Doctor’s Office, Urgent Care Clinic, or Emergency Room?

Where you go for your care matters

For most medical problems, you should go to your regular health care provider first. You get the best care because they know you and your medical history. 

Doctor’s Office

The best place to get care is a doctor’s office for common illnesses, management of chronic illnesses, minor injuries, and routine health exams. Your doctor can also help you manage your health over time. Your records are available and you get care from a pediatric specialist.

You should make an appointment with your doctor’s office for:

  • Common illnesses such as colds, flu, ear aches, sore throats, migraines, fever or rashes
  • Minor injuries such as sprains, back pain, minor cuts and burns, minor broken bones, or minor eye injuries
  • Regular physicals, prescription refills, vaccinations, and screenings
  • A health problem where you need advice
  • Chronic illness that has worsened or needs checking up on

Usually open during regular business hours as well as evenings and weekends.

Urgent Care Clinics

When your doctor's office is not available, urgent care clinics provide attention for non-life threatening medical problems or problems that could become worse if you wait.

Urgent care clinics provide walk-in appointments and are often open seven days a week with extended hours. 

When your regular doctor or health care provider is not available, you should go to an urgent care clinic for:

  • Common illnesses such as colds, the flu, ear aches, sore throats, migraines, fever, rashes
  • Minor injuries such as sprains, back pain, minor cuts and burns, minor broken bones, or minor eye injuries

Usually open extended hours into the evening and on weekends. Some urgent care clinics are open 24 hours a day, seven days a week.

Hospital Emergency Rooms

You should use a hospital emergency room for very serious or life threatening problems. Hospital emergency rooms are not the place to go for common illnesses or minor injuries.

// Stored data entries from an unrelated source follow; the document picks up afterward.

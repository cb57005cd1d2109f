use std::fmt;
use std::ops::{Index, IndexMut};

use crate::error::{Result, VectorError};
use crate::math::dense::DenseVector;
use crate::math::vector::{check_cardinality, Vector};

/// Row-major dense matrix. Only what outer products need lives here.
#[derive(Clone, Debug, PartialEq)]
pub struct DenseMatrix {
    data: Vec<f64>,
    rows: usize,
    cols: usize,
}

impl DenseMatrix {
    pub fn from_shape_vec(shape: (usize, usize), data: Vec<f64>) -> Result<Self> {
        let (rows, cols) = shape;
        if data.len() != rows * cols {
            return Err(VectorError::Shape {
                rows,
                cols,
                len: data.len(),
            });
        }
        Ok(Self { data, rows, cols })
    }

    pub fn zeros(rows: usize, cols: usize) -> Self {
        Self {
            data: vec![0.0; rows * cols],
            rows,
            cols,
        }
    }

    pub fn nrows(&self) -> usize {
        self.rows
    }

    pub fn ncols(&self) -> usize {
        self.cols
    }

    pub fn shape(&self) -> (usize, usize) {
        (self.rows, self.cols)
    }

    pub fn as_slice(&self) -> &[f64] {
        &self.data
    }

    #[inline]
    fn offset(&self, row: usize, col: usize) -> usize {
        row * self.cols + col
    }

    fn check_bounds(&self, row: usize, col: usize) -> Result<()> {
        if row >= self.rows {
            return Err(VectorError::Index {
                index: row,
                size: self.rows,
            });
        }
        if col >= self.cols {
            return Err(VectorError::Index {
                index: col,
                size: self.cols,
            });
        }
        Ok(())
    }

    /// Unchecked read; `row` and `col` must be in range.
    pub fn get_quick(&self, row: usize, col: usize) -> f64 {
        self.data[self.offset(row, col)]
    }

    /// Unchecked write; `row` and `col` must be in range.
    pub fn set_quick(&mut self, row: usize, col: usize, value: f64) {
        let offset = self.offset(row, col);
        self.data[offset] = value;
    }

    pub fn get(&self, row: usize, col: usize) -> Result<f64> {
        self.check_bounds(row, col)?;
        Ok(self.get_quick(row, col))
    }

    pub fn set(&mut self, row: usize, col: usize, value: f64) -> Result<()> {
        self.check_bounds(row, col)?;
        self.set_quick(row, col, value);
        Ok(())
    }

    pub fn row_slice(&self, row: usize) -> &[f64] {
        let start = self.offset(row, 0);
        &self.data[start..start + self.cols]
    }

    pub fn row(&self, row: usize) -> Result<DenseVector> {
        if row >= self.rows {
            return Err(VectorError::Index {
                index: row,
                size: self.rows,
            });
        }
        Ok(DenseVector::from_slice(self.row_slice(row)))
    }

    pub fn column(&self, col: usize) -> Result<DenseVector> {
        if col >= self.cols {
            return Err(VectorError::Index {
                index: col,
                size: self.cols,
            });
        }
        Ok((0..self.rows).map(|row| self.get_quick(row, col)).collect())
    }

    /// Overwrite one row with the values of `other`.
    pub fn assign_row<V: Vector + ?Sized>(&mut self, row: usize, other: &V) -> Result<()> {
        check_cardinality(self.cols, other.size())?;
        if row >= self.rows {
            return Err(VectorError::Index {
                index: row,
                size: self.rows,
            });
        }
        let start = self.offset(row, 0);
        let slots = &mut self.data[start..start + self.cols];
        for (col, slot) in slots.iter_mut().enumerate() {
            *slot = other.get_quick(col);
        }
        Ok(())
    }
}

impl Index<(usize, usize)> for DenseMatrix {
    type Output = f64;

    fn index(&self, index: (usize, usize)) -> &Self::Output {
        let offset = self.offset(index.0, index.1);
        &self.data[offset]
    }
}

impl IndexMut<(usize, usize)> for DenseMatrix {
    fn index_mut(&mut self, index: (usize, usize)) -> &mut Self::Output {
        let offset = self.offset(index.0, index.1);
        &mut self.data[offset]
    }
}

impl fmt::Display for DenseMatrix {
    fn fmt(&self, f: &mut fmt::Formatter<'_>) -> fmt::Result {
        write!(f, "[")?;
        for row in 0..self.rows {
            if row > 0 {
                write!(f, ", ")?;
            }
            write!(f, "[")?;
            for (col, value) in self.row_slice(row).iter().enumerate() {
                if col > 0 {
                    write!(f, ", ")?;
                }
                write!(f, "{}", value)?;
            }
            write!(f, "]")?;
        }
        write!(f, "]")
    }
}
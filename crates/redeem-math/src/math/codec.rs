//! JSON text form of a vector.
//!
//! ```text
//! {"kind":"dense","name":"v","size":3,"values":[1.0,0.0,2.0],"bindings":{"a":0}}
//! ```
//!
//! Views are written as the dense copy of their window, so decoding always
//! produces a `DenseVector`. JSON has no NaN or infinity; such slots are
//! written as `null` and the text will not decode.
use std::collections::BTreeMap;

use serde::{Deserialize, Serialize};

use crate::config::{CodecOptions, VectorKind};
use crate::error::{Result, VectorError};
use crate::math::dense::DenseVector;
use crate::math::vector::{LabelBindings, Vector};

#[derive(Serialize, Deserialize, Debug)]
struct VectorRecord {
    kind: VectorKind,
    #[serde(default, skip_serializing_if = "Option::is_none")]
    name: Option<String>,
    size: usize,
    values: Vec<f64>,
    #[serde(default, skip_serializing_if = "Option::is_none")]
    bindings: Option<BTreeMap<String, usize>>,
}

pub fn encode<V: Vector + ?Sized>(vector: &V) -> Result<String> {
    encode_with(vector, &CodecOptions::default())
}

pub fn encode_with<V: Vector + ?Sized>(vector: &V, options: &CodecOptions) -> Result<String> {
    let bindings: Option<BTreeMap<String, usize>> = if options.include_bindings {
        vector
            .label_bindings()
            .map(|b| b.iter().map(|(k, &v)| (k.clone(), v)).collect())
    } else {
        None
    };
    let record = VectorRecord {
        kind: VectorKind::Dense,
        name: vector.name().map(str::to_string),
        size: vector.size(),
        values: vector.iterate_all().map(|e| e.get()).collect(),
        bindings,
    };
    log::trace!(
        "encoding {} vector of size {} as dense",
        vector.kind(),
        record.size
    );
    let text = if options.pretty {
        serde_json::to_string_pretty(&record)?
    } else {
        serde_json::to_string(&record)?
    };
    Ok(text)
}

pub fn decode(text: &str) -> Result<DenseVector> {
    let record: VectorRecord = serde_json::from_str(text)?;
    if record.kind != VectorKind::Dense {
        log::debug!("refusing to decode a vector of kind {}", record.kind);
        return Err(VectorError::InvalidArgument(format!(
            "cannot decode a {} vector without its parent",
            record.kind
        )));
    }
    if record.values.len() != record.size {
        log::debug!(
            "decoded size {} disagrees with {} values",
            record.size,
            record.values.len()
        );
        return Err(VectorError::cardinality(record.size, record.values.len()));
    }
    let mut vector = DenseVector::from_vec(record.values);
    vector.set_name(record.name);
    vector.set_label_bindings(
        record
            .bindings
            .map(|b| b.into_iter().collect::<LabelBindings>()),
    );
    log::trace!("decoded dense vector of size {}", vector.size());
    Ok(vector)
}
use anyhow::Result;
use log::LevelFilter;

use redeem_math::config::CodecOptions;
use redeem_math::math::codec;
use redeem_math::math::functions::PlusWithScale;
use redeem_math::math::{DenseVector, Vector};

fn main() -> Result<()> {
    env_logger::Builder::default()
        .filter_level(LevelFilter::Error)
        .parse_env(env_logger::Env::default().filter_or("REDEEM_MATH_LOG", "error,redeem_math=info"))
        .init();

    let mut weights = DenseVector::with_name("weights", 4);
    weights.bind_label("intercept", 0, 0.5)?;
    weights.bind_label("score", 2, -1.25)?;

    let gradient = DenseVector::from_vec(vec![0.1, 0.0, 0.4, 0.0]);
    weights.assign_from_with(&gradient, &PlusWithScale(-0.1))?;
    log::info!("updated weights: {}", weights);
    log::info!("|w|^2 = {}", weights.get_length_squared());
    log::info!("L1 = {}, L0 = {}", weights.norm(1.0)?, weights.norm(0.0)?);

    {
        let mut tail = weights.view_part(2, 2)?;
        tail.set(1, 2.0)?;
        log::info!("tail window sums to {}", tail.z_sum());
    }
    log::info!("after view write: {}", weights);

    let outer = weights.cross(&gradient);
    log::info!("outer product {:?}: {}", outer.shape(), outer);

    let text = codec::encode_with(&weights, &CodecOptions::new(true, true))?;
    println!("{}", text);
    let back = DenseVector::decode_vector(&text)?;
    log::info!(
        "round trip equal: {}, score = {}",
        back == weights,
        back.get_label("score")?
    );

    Ok(())
}
use std::sync::Arc;

use crate::config::VectorKind;
use crate::error::{Result, VectorError};
use crate::math::element::Element;
use crate::math::equivalence;
use crate::math::matrix::DenseMatrix;
use crate::math::vector::{LabelBindings, Vector};

/// Non-owning window over `[offset, offset + length)` of a parent vector.
///
/// Reads and writes go straight to the parent at the shifted index, so
/// they are visible through the parent as soon as the view is released.
/// The view keeps its own name and label bindings.
pub struct VectorView<'a, V: Vector + ?Sized> {
    parent: &'a mut V,
    offset: usize,
    length: usize,
    name: Option<Arc<str>>,
    bindings: Option<LabelBindings>,
}

impl<'a, V: Vector + ?Sized> VectorView<'a, V> {
    pub fn new(parent: &'a mut V, offset: usize, length: usize) -> Result<Self> {
        let size = parent.size();
        if length > size {
            return Err(VectorError::cardinality(size, length));
        }
        match offset.checked_add(length) {
            Some(end) if end <= size => {}
            _ => {
                return Err(VectorError::Index {
                    index: offset.saturating_add(length),
                    size,
                })
            }
        }
        Ok(Self {
            parent,
            offset,
            length,
            name: None,
            bindings: None,
        })
    }

    pub fn offset(&self) -> usize {
        self.offset
    }

    pub fn parent(&self) -> &V {
        &*self.parent
    }
}

impl<'a, V: Vector + ?Sized> Vector for VectorView<'a, V> {
    type Owned = V::Owned;

    fn size(&self) -> usize {
        self.length
    }

    fn get_quick(&self, index: usize) -> f64 {
        self.parent.get_quick(self.offset + index)
    }

    fn set_quick(&mut self, index: usize, value: f64) {
        self.parent.set_quick(self.offset + index, value);
    }

    fn iterate_non_zero(&self) -> Box<dyn Iterator<Item = Element> + '_> {
        let start = self.offset;
        let end = self.offset + self.length;
        Box::new(
            self.parent
                .iterate_non_zero()
                .skip_while(move |e| e.index() < start)
                .take_while(move |e| e.index() < end)
                .map(move |e| Element::new(e.index() - start, e.get())),
        )
    }

    /// Zeroed storage of the parent's family carrying the view's bindings.
    fn like_sized(&self, size: usize) -> Self::Owned {
        let mut vector = self.parent.like_sized(size);
        vector.set_label_bindings(self.bindings.clone());
        vector
    }

    /// Materialises the window into owned storage of the parent's family.
    fn clone_vector(&self) -> Self::Owned {
        let mut copy = self.parent.like_sized(self.length);
        for e in self.iterate_non_zero() {
            copy.set_quick(e.index(), e.get());
        }
        copy.set_name(self.name.as_deref().map(str::to_string));
        copy.set_label_bindings(self.bindings.clone());
        copy
    }

    fn matrix_like(&self, rows: usize, cols: usize) -> DenseMatrix {
        self.parent.matrix_like(rows, cols)
    }

    fn kind(&self) -> VectorKind {
        VectorKind::View
    }

    fn num_nondefault_elements(&self) -> usize {
        self.length
    }

    fn name(&self) -> Option<&str> {
        self.name.as_deref()
    }

    fn set_name(&mut self, name: Option<String>) {
        self.name = name.map(Arc::from);
    }

    fn label_bindings(&self) -> Option<&LabelBindings> {
        self.bindings.as_ref()
    }

    fn label_bindings_mut(&mut self) -> &mut Option<LabelBindings> {
        &mut self.bindings
    }
}

impl<'a, 'b, V, W> PartialEq<VectorView<'b, W>> for VectorView<'a, V>
where
    V: Vector + ?Sized,
    W: Vector + ?Sized,
{
    fn eq(&self, other: &VectorView<'b, W>) -> bool {
        equivalence::equivalent(self, other)
    }
}
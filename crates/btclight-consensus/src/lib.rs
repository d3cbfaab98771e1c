//! # btclight-consensus: Fork choice, finalization, and SPV verification.
//!
//! [`LightClient`] accepts Bitcoin headers into a [`ChainStore`], tracks
//! competing forks by cumulative work, and moves the checkpoint forward
//! once the best fork is `max_fork_age` blocks ahead of it. The
//! [`checkpoint`] module holds the store-level seeding, fork walk, and
//! finalization steps the engine is built from.
//!
//! [`ChainStore`]: btclight_core::chain_store::ChainStore

pub mod checkpoint;
pub mod engine;

pub use checkpoint::FinalizeOutcome;
pub use engine::{ChangeSet, LightClient};
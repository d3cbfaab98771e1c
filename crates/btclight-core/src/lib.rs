//! # btclight-core
//! Foundation types for the btclight Bitcoin header light client.
//!
//! Header codec and network parameters, proof-of-work arithmetic, contextual
//! header validation, the fork-aware [`chain_store::ChainStore`], the
//! partial Merkle tree / SPV proof primitives, and the transaction helpers
//! that tie a proven txid to the outputs paying an address. Fork choice
//! and finalization live in `btclight-consensus`.

pub mod ancestor;
pub mod balance;
pub mod bootstrap;
pub mod chain_store;
pub mod constants;
pub mod difficulty;
pub mod error;
pub mod header_validation;
pub mod merkle;
pub mod spv;
pub mod types;
pub mod work;
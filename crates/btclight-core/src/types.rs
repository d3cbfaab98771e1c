//! Core chain types: hashes, block headers, light blocks.
//!
//! Hashes are stored in Bitcoin's internal byte order (the order produced by
//! SHA-256) and displayed byte-reversed, which is how explorers and
//! `bitcoind` print them.

use serde::{Deserialize, Deserializer, Serialize, Serializer};
use sha2::{Digest, Sha256};
use std::fmt;
use std::str::FromStr;

use crate::error::HeaderError;

/// A 32-byte hash value.
///
/// Used for block hashes, transaction IDs, and Merkle nodes.
#[derive(
    Clone, Copy, Debug, PartialEq, Eq, Hash, PartialOrd, Ord, Default,
    bincode::Encode, bincode::Decode,
)]
pub struct Hash256(pub [u8; 32]);

impl Hash256 {
    /// The zero hash (32 zero bytes). The genesis block's previous hash.
    pub const ZERO: Self = Self([0u8; 32]);

    /// Create a Hash256 from a byte array in internal order.
    pub fn from_bytes(bytes: [u8; 32]) -> Self {
        Self(bytes)
    }

    /// Return the underlying bytes in internal order.
    pub fn as_bytes(&self) -> &[u8; 32] {
        &self.0
    }

    /// Check if this is the zero hash.
    pub fn is_zero(&self) -> bool {
        self.0 == [0u8; 32]
    }

    /// Double SHA-256 of `data`.
    pub fn double_sha256(data: &[u8]) -> Self {
        let first = Sha256::digest(data);
        Self(Sha256::digest(first).into())
    }

    /// Parse a hash from internal-order hex (no byte reversal).
    pub fn from_internal_hex(s: &str) -> Result<Self, HeaderError> {
        let bytes = hex::decode(s).map_err(|e| HeaderError::InvalidHash(e.to_string()))?;
        let arr: [u8; 32] = bytes
            .try_into()
            .map_err(|_| HeaderError::InvalidHash(format!("expected 64 hex chars: {s}")))?;
        Ok(Self(arr))
    }
}

impl fmt::Display for Hash256 {
    fn fmt(&self, f: &mut fmt::Formatter<'_>) -> fmt::Result {
        for byte in self.0.iter().rev() {
            write!(f, "{byte:02x}")?;
        }
        Ok(())
    }
}

impl FromStr for Hash256 {
    type Err = HeaderError;

    /// Parse a display-order (byte-reversed) hex hash.
    fn from_str(s: &str) -> Result<Self, Self::Err> {
        let mut hash = Self::from_internal_hex(s)?;
        hash.0.reverse();
        Ok(hash)
    }
}

impl From<[u8; 32]> for Hash256 {
    fn from(bytes: [u8; 32]) -> Self {
        Self(bytes)
    }
}

impl AsRef<[u8]> for Hash256 {
    fn as_ref(&self) -> &[u8] {
        &self.0
    }
}

impl Serialize for Hash256 {
    fn serialize<S: Serializer>(&self, serializer: S) -> Result<S::Ok, S::Error> {
        serializer.collect_str(self)
    }
}

impl<'de> Deserialize<'de> for Hash256 {
    fn deserialize<D: Deserializer<'de>>(deserializer: D) -> Result<Self, D::Error> {
        let s = String::deserialize(deserializer)?;
        s.parse().map_err(serde::de::Error::custom)
    }
}

/// Bitcoin block header.
///
/// Serialized as exactly [`BlockHeader::SIZE`] bytes: version, previous
/// block hash, Merkle root, timestamp, bits, nonce. Integers are
/// little-endian.
#[derive(
    Serialize, Deserialize, Clone, Copy, Debug, PartialEq, Eq,
    bincode::Encode, bincode::Decode,
)]
pub struct BlockHeader {
    /// Block version (signalling bits included).
    pub version: i32,
    /// Hash of the previous block header.
    pub prev_block: Hash256,
    /// Merkle root of the block's transactions.
    pub merkle_root: Hash256,
    /// Unix timestamp in seconds.
    pub timestamp: u32,
    /// Compact difficulty target.
    pub bits: u32,
    /// Proof-of-work nonce.
    pub nonce: u32,
}

impl BlockHeader {
    /// Serialized header size in bytes.
    pub const SIZE: usize = 80;

    /// Serialize into the 80-byte wire format.
    pub fn to_bytes(&self) -> [u8; Self::SIZE] {
        let mut out = [0u8; Self::SIZE];
        out[0..4].copy_from_slice(&self.version.to_le_bytes());
        out[4..36].copy_from_slice(self.prev_block.as_bytes());
        out[36..68].copy_from_slice(self.merkle_root.as_bytes());
        out[68..72].copy_from_slice(&self.timestamp.to_le_bytes());
        out[72..76].copy_from_slice(&self.bits.to_le_bytes());
        out[76..80].copy_from_slice(&self.nonce.to_le_bytes());
        out
    }

    /// Deserialize from the 80-byte wire format.
    ///
    /// # Errors
    ///
    /// [`HeaderError::InvalidHeaderSize`] unless `bytes` is exactly 80 bytes.
    pub fn from_bytes(bytes: &[u8]) -> Result<Self, HeaderError> {
        if bytes.len() != Self::SIZE {
            return Err(HeaderError::InvalidHeaderSize { got: bytes.len() });
        }
        let word = |at: usize| [bytes[at], bytes[at + 1], bytes[at + 2], bytes[at + 3]];
        let hash = |at: usize| {
            let mut h = [0u8; 32];
            h.copy_from_slice(&bytes[at..at + 32]);
            Hash256(h)
        };
        Ok(Self {
            version: i32::from_le_bytes(word(0)),
            prev_block: hash(4),
            merkle_root: hash(36),
            timestamp: u32::from_le_bytes(word(68)),
            bits: u32::from_le_bytes(word(72)),
            nonce: u32::from_le_bytes(word(76)),
        })
    }

    /// Decode a header from 160 hex characters.
    pub fn from_hex(s: &str) -> Result<Self, HeaderError> {
        let bytes = hex::decode(s).map_err(|e| HeaderError::InvalidHex(e.to_string()))?;
        Self::from_bytes(&bytes)
    }

    /// Hex encoding of the 80-byte wire format.
    pub fn to_hex(&self) -> String {
        hex::encode(self.to_bytes())
    }

    /// Block hash: double SHA-256 of the serialized header.
    pub fn hash(&self) -> Hash256 {
        Hash256::double_sha256(&self.to_bytes())
    }
}

/// A header together with the height assigned to it by the chain store.
///
/// Created once when the header is accepted and never mutated afterwards.
#[derive(
    Serialize, Deserialize, Clone, Copy, Debug, PartialEq, Eq,
    bincode::Encode, bincode::Decode,
)]
pub struct LightBlock {
    pub height: u64,
    pub header: BlockHeader,
}

impl LightBlock {
    pub fn new(height: u64, header: BlockHeader) -> Self {
        Self { height, header }
    }

    /// Hash of the wrapped header.
    pub fn hash(&self) -> Hash256 {
        self.header.hash()
    }

    pub fn prev_block(&self) -> Hash256 {
        self.header.prev_block
    }
}
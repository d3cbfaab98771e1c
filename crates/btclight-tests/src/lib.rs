//! Integration test suite for btclight.
//!
//! Drives the light client, node, and RPC server through the regtest
//! fixture chain and through adversarial inputs. Shared fixtures live in
//! [`helpers`].

pub mod helpers;
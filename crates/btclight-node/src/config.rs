//! Node configuration for the btclight daemon.
//!
//! [`NodeConfig`] is assembled in layers: built-in defaults, then an optional
//! TOML file, then `BTCLIGHT_*` environment variables. The binary applies
//! command-line flags on top and calls [`NodeConfig::validate`].

use std::path::{Path, PathBuf};

use serde::{Deserialize, Serialize};
use thiserror::Error;

use btclight_core::constants::{DEFAULT_RPC_PORT, MAX_FORK_AGE_DEFAULT, Network};

/// Environment variable prefix, e.g. `BTCLIGHT_RPC_PORT=9000`.
pub const ENV_PREFIX: &str = "BTCLIGHT";

#[derive(Error, Debug)]
pub enum NodeConfigError {
    #[error("failed to load configuration: {0}")]
    Load(#[from] config::ConfigError),
    #[error("max_fork_age must be positive")]
    InvalidMaxForkAge,
}

/// Log output format.
#[derive(Debug, Clone, Copy, PartialEq, Eq, Default, Serialize, Deserialize)]
#[serde(rename_all = "lowercase")]
pub enum LogFormat {
    #[default]
    Text,
    Json,
}

impl std::str::FromStr for LogFormat {
    type Err = String;

    fn from_str(s: &str) -> Result<Self, Self::Err> {
        match s {
            "text" => Ok(Self::Text),
            "json" => Ok(Self::Json),
            other => Err(format!("unknown log format: {other} (expected text or json)")),
        }
    }
}

/// Configuration for a light client node.
#[derive(Debug, Clone, PartialEq, Eq, Serialize, Deserialize)]
#[serde(default)]
pub struct NodeConfig {
    /// Bitcoin network to follow.
    pub network: Network,
    /// Root directory; each network gets its own subdirectory.
    pub data_dir: PathBuf,
    /// IP address for the JSON-RPC server to bind to.
    pub rpc_bind: String,
    /// Port for the JSON-RPC server.
    pub rpc_port: u16,
    /// Blocks the best fork must lead the checkpoint by before finalizing.
    pub max_fork_age: u64,
    /// Bootstrap JSON used to seed an empty database.
    pub bootstrap_path: Option<PathBuf>,
    /// Log level filter string (e.g. "info", "debug", "btclight_consensus=trace").
    pub log_level: String,
    pub log_format: LogFormat,
}

impl Default for NodeConfig {
    fn default() -> Self {
        let data_dir = dirs::home_dir()
            .unwrap_or_else(|| PathBuf::from("."))
            .join(".btclight");

        Self {
            network: Network::default(),
            data_dir,
            rpc_bind: "127.0.0.1".to_string(),
            rpc_port: DEFAULT_RPC_PORT,
            max_fork_age: MAX_FORK_AGE_DEFAULT,
            bootstrap_path: None,
            log_level: "info".to_string(),
            log_format: LogFormat::Text,
        }
    }
}

impl NodeConfig {
    /// Load defaults, then `file` (if given and present), then the environment.
    pub fn load(file: Option<&Path>) -> Result<Self, NodeConfigError> {
        let mut builder =
            config::Config::builder().add_source(config::Config::try_from(&Self::default())?);
        if let Some(path) = file {
            builder = builder.add_source(
                config::File::from(path)
                    .format(config::FileFormat::Toml)
                    .required(false),
            );
        }
        let settings = builder
            .add_source(config::Environment::with_prefix(ENV_PREFIX).try_parsing(true))
            .build()?;
        Ok(settings.try_deserialize()?)
    }

    /// Reject settings the light client cannot run with.
    pub fn validate(&self) -> Result<(), NodeConfigError> {
        if self.max_fork_age == 0 {
            return Err(NodeConfigError::InvalidMaxForkAge);
        }
        Ok(())
    }

    /// Directory for the configured network's data.
    pub fn network_dir(&self) -> PathBuf {
        self.data_dir.join(self.network.name())
    }

    /// Path to the RocksDB chain data directory.
    pub fn db_path(&self) -> PathBuf {
        self.network_dir().join("chaindata")
    }

    /// Socket address string for the RPC server.
    pub fn rpc_addr(&self) -> String {
        format!("{}:{}", self.rpc_bind, self.rpc_port)
    }
}

#[cfg(test)]
mod tests {
    use super::*;
    use std::io::Write;

    #[test]
    fn defaults() {
        let cfg = NodeConfig::default();
        assert_eq!(cfg.rpc_port, DEFAULT_RPC_PORT);
        assert_eq!(cfg.rpc_bind, "127.0.0.1");
        assert_eq!(cfg.max_fork_age, 8);
        assert_eq!(cfg.log_level, "info");
        assert_eq!(cfg.log_format, LogFormat::Text);
        assert!(cfg.data_dir.ends_with(".btclight"));
    }

    #[test]
    fn rpc_addr_custom() {
        let cfg = NodeConfig {
            rpc_bind: "0.0.0.0".to_string(),
            rpc_port: 9999,
            ..NodeConfig::default()
        };
        assert_eq!(cfg.rpc_addr(), "0.0.0.0:9999");
    }

    #[test]
    fn db_path_is_per_network() {
        let cfg = NodeConfig {
            data_dir: PathBuf::from("/tmp/btclight-test"),
            network: Network::Testnet3,
            ..NodeConfig::default()
        };
        assert_eq!(cfg.db_path(), PathBuf::from("/tmp/btclight-test/testnet3/chaindata"));
    }

    #[test]
    fn validate_rejects_zero_fork_age() {
        let cfg = NodeConfig { max_fork_age: 0, ..NodeConfig::default() };
        assert!(matches!(cfg.validate(), Err(NodeConfigError::InvalidMaxForkAge)));
        assert!(NodeConfig::default().validate().is_ok());
    }

    #[test]
    fn load_without_file_gives_defaults() {
        let cfg = NodeConfig::load(None).unwrap();
        assert_eq!(cfg.max_fork_age, NodeConfig::default().max_fork_age);
    }

    #[test]
    fn toml_file_overrides_defaults() {
        let mut file = tempfile::Builder::new().suffix(".toml").tempfile().unwrap();
        writeln!(
            file,
            "network = \"regressionnet\"\nrpc_port = 18443\nmax_fork_age = 3\nlog_format = \"json\""
        )
        .unwrap();

        let cfg = NodeConfig::load(Some(file.path())).unwrap();
        assert_eq!(cfg.network, Network::Regressionnet);
        assert_eq!(cfg.rpc_port, 18443);
        assert_eq!(cfg.max_fork_age, 3);
        assert_eq!(cfg.log_format, LogFormat::Json);
        assert_eq!(cfg.rpc_bind, "127.0.0.1");
    }

    #[test]
    fn missing_file_is_not_an_error() {
        let cfg = NodeConfig::load(Some(Path::new("/nonexistent/btclight.toml"))).unwrap();
        assert_eq!(cfg.rpc_port, DEFAULT_RPC_PORT);
    }

    #[test]
    fn log_format_parses() {
        assert_eq!("json".parse::<LogFormat>(), Ok(LogFormat::Json));
        assert_eq!("text".parse::<LogFormat>(), Ok(LogFormat::Text));
        assert!("xml".parse::<LogFormat>().is_err());
    }

    #[test]
    fn serde_round_trip() {
        let cfg = NodeConfig {
            bootstrap_path: Some(PathBuf::from("/etc/btclight/bootstrap.json")),
            ..NodeConfig::default()
        };
        let json = serde_json::to_string(&cfg).unwrap();
        let back: NodeConfig = serde_json::from_str(&json).unwrap();
        assert_eq!(back, cfg);
    }
}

If you are experiencing any of the following symptoms, don’t wait! Call 911 or get to your nearest hospital emergency room.

  • Severe abdominal pain 
  • Coughing or vomiting blood
  • Severe burns
  • Deep cuts or bleeding that won’t stop
  • Sudden blurred vision
  • Difficulty breathing or shortness of breath
  • Sudden dizziness, weakness, or loss of coordination or balance 
  • Numbness in the face, arm, or leg 
  • Sudden, severe headache (not a migraine)
  • New Seizures
  • High fevers
  • Any other condition you believe is life threatening

Open 24 hours a day, 7 days a week, 365 days a year.

No matter where you go for care, be sure to bring a list of the current medications you are taking.

When illness, accidents, and injuries happen, where should you go for care? 

If you’re unsure where to go for help, call your doctor or a health help line 24 hours a day.